Quando foram libertados, os serviços prisionais quiseram devolver-lhes os documentos, mas recusaram-se a dar os computadores e os outros aparelhos eletrónicos. Em conjunto, recusaram. “Ou nos dão tudo, ou não nos dão nada”, resumiu Hitler Samussuku.
No passado dia 17 de agosto, quarta-feira, os 15+2 fizeram uma conferência de imprensa, coincidindo com o dia inaugural do VII Congresso Ordinário do MPLA, que terminou no sábado. Perante uma plateia cheia, os ativistas contaram como foi a sua experiência de mais de um ano passado atrás das grades, no banco dos réus ou em prisão domiciliária. E enumeraram algumas das lutas que têm pela frente. Uma delas é conseguir a absolvição total. “Não se amnistia uma pessoa que não cometeu crime algum”, explica Luaty Beirão. A outra é reaverem os seus bens apreendidos há mais de um ano.

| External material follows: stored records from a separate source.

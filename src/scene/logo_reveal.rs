//! The hand-authored "Im Back" logo reveal: a dolly along a dark road that swings round to a
//! smirking head, a glowing title and a hologram of the logo.

use std::path::Path;

use crate::{
    animation::track::TrackStore,
    animation::value::{ParamPath, Target},
    foundation::core::{Rgba, Vec3},
    foundation::error::RevealResult,
    scene::material::{BlendMode, Material},
    scene::mesh::{DisplacementRule, Mesh},
    scene::model::{
        Camera, ImagePlane, Light, LightType, ObjectKind, SceneModel, Text, TextAlign, Transform,
    },
};

/// Road plane name.
pub const ROAD: &str = "Road";
/// Camera name.
pub const CAMERA: &str = "Camera";
/// Head mesh name.
pub const HEAD: &str = "MainMonkey";
/// Title text name.
pub const TITLE: &str = "ImBackText";
/// Hologram plane name.
pub const HOLOGRAM: &str = "CoveX_Hologram";
/// Smirk shape channel.
pub const SMIRK: &str = "Smirk_Left";
/// Head tilt shape channel.
pub const TILT: &str = "Head_Tilt";

fn deg(d: f64) -> f64 {
    d.to_radians()
}

/// Build the scene and its keyframes. `logo` is the image shown on the hologram.
#[tracing::instrument(skip_all, fields(logo = %logo.display()))]
pub fn build_logo_reveal(logo: &Path) -> RevealResult<(SceneModel, TrackStore)> {
    let mut scene = SceneModel::new();
    let mut tracks = TrackStore::new();

    let road_mat = scene
        .add_material(Material::surface("RoadMat", Rgba::rgb(0.12, 0.12, 0.12)).with_roughness(0.9));
    scene.add_object(
        ROAD,
        ObjectKind::Mesh(Mesh::plane(2.0)),
        Transform::at(Vec3::new(0.0, 0.0, -0.01)).scaled(Vec3::new(30.0, 3.0, 1.0)),
        Some(road_mat),
    )?;

    // Dolly down the road, swing right, settle on the head.
    let camera = scene.add_object(
        CAMERA,
        ObjectKind::Camera(Camera::default()),
        Transform::at(Vec3::new(0.0, -10.0, 1.5)).rotated(Vec3::new(deg(90.0), 0.0, 0.0)),
        None,
    )?;
    scene.set_active_camera(camera)?;
    let cam = Target::Object(camera);
    for (frame, location, yaw) in [
        (1, Vec3::new(0.0, -10.0, 1.5), 0.0),
        (30, Vec3::new(0.0, 0.0, 1.5), -30.0),
        (60, Vec3::new(7.0, 0.0, 1.5), -90.0),
        (70, Vec3::new(7.0, 0.0, 1.5), -90.0),
    ] {
        tracks.set_keyframe(&scene, cam, ParamPath::Location, frame, location)?;
        tracks.set_keyframe(
            &scene,
            cam,
            ParamPath::Rotation,
            frame,
            Vec3::new(deg(90.0), 0.0, deg(yaw)),
        )?;
    }

    let head_mat = scene.add_material(Material::surface("MonkeyMat", Rgba::rgb(0.3, 0.3, 0.3)));
    let head = scene.add_object(
        HEAD,
        ObjectKind::Mesh(Mesh::head(0.8)),
        Transform::at(Vec3::new(7.5, 0.0, 0.4)),
        Some(head_mat),
    )?;
    scene.attach_shape_channel(head, SMIRK, DisplacementRule::smirk_left())?;
    scene.attach_shape_channel(head, TILT, DisplacementRule::head_tilt())?;
    for channel in [SMIRK, TILT] {
        let path = ParamPath::ShapeWeight(channel.to_string());
        for (frame, weight) in [(60, 0.0), (65, 1.0), (70, 1.0)] {
            tracks.set_keyframe(&scene, Target::Object(head), path.clone(), frame, weight)?;
        }
    }

    let title_mat = scene.add_material(
        Material::surface("TextMat", Rgba::WHITE)
            .with_roughness(0.1)
            .with_metallic(0.9)
            .with_emission(Rgba::rgb(0.0, 0.8, 1.0), 2.0, 0.3),
    );
    scene.add_object(
        TITLE,
        ObjectKind::Text(Text {
            body: "Im Back".to_string(),
            size: 1.5,
            align: TextAlign::Left,
            extrude: 0.05,
        }),
        Transform::at(Vec3::new(9.0, 0.0, 0.5)),
        Some(title_mat),
    )?;

    let holo_mat = scene.add_material(
        Material::textured_emission("HologramMat", logo, 5.0).with_blend(BlendMode::AlphaBlend),
    );
    scene.add_object(
        HOLOGRAM,
        ObjectKind::ImagePlane(ImagePlane {
            size: 1.0,
            image: logo.to_path_buf(),
        }),
        Transform::at(Vec3::new(10.5, 0.0, 0.5)),
        Some(holo_mat),
    )?;
    // Pulse: dim, flare, dim.
    for (frame, strength) in [(60, 3.0), (65, 5.0), (70, 3.0)] {
        tracks.set_keyframe(
            &scene,
            Target::Material(holo_mat),
            ParamPath::EmissionStrength,
            frame,
            strength,
        )?;
    }

    for (name, light_type, energy, transform) in [
        (
            "Sun",
            LightType::Sun,
            1.5,
            Transform::at(Vec3::new(0.0, 0.0, 10.0)),
        ),
        (
            "RimLight",
            LightType::Area,
            300.0,
            Transform::at(Vec3::new(-5.0, 0.0, 2.0)).rotated(Vec3::new(0.0, deg(90.0), 0.0)),
        ),
        (
            "FillLight",
            LightType::Area,
            200.0,
            Transform::at(Vec3::new(5.0, 0.0, 2.0)),
        ),
    ] {
        scene.add_object(
            name,
            ObjectKind::Light(Light { light_type, energy }),
            transform,
            None,
        )?;
    }

    tracing::debug!(
        objects = scene.objects().len(),
        tracks = tracks.len(),
        "logo reveal scene built"
    );
    Ok((scene, tracks))
}

#[cfg(test)]
#[path = "../../tests/unit/scene/logo_reveal.rs"]
mod tests;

Para esta última, já fixaram uma data limite: 28 de agosto. Ou seja, o próximo sábado. E, mais importante, o 74.º aniversário de José Eduardo dos Santos. “Eles têm até esse dia para devolverem as nossas coisas”, sublinha o rapper luso-angolano. “Se não cumprirem essa data, nós vamos para a frente do palácio presidencial. Vamos lá fazer muito barulho e explicar que o povo angolano não gosta dele. Vai ser uma espécie de prenda de anos nossa.”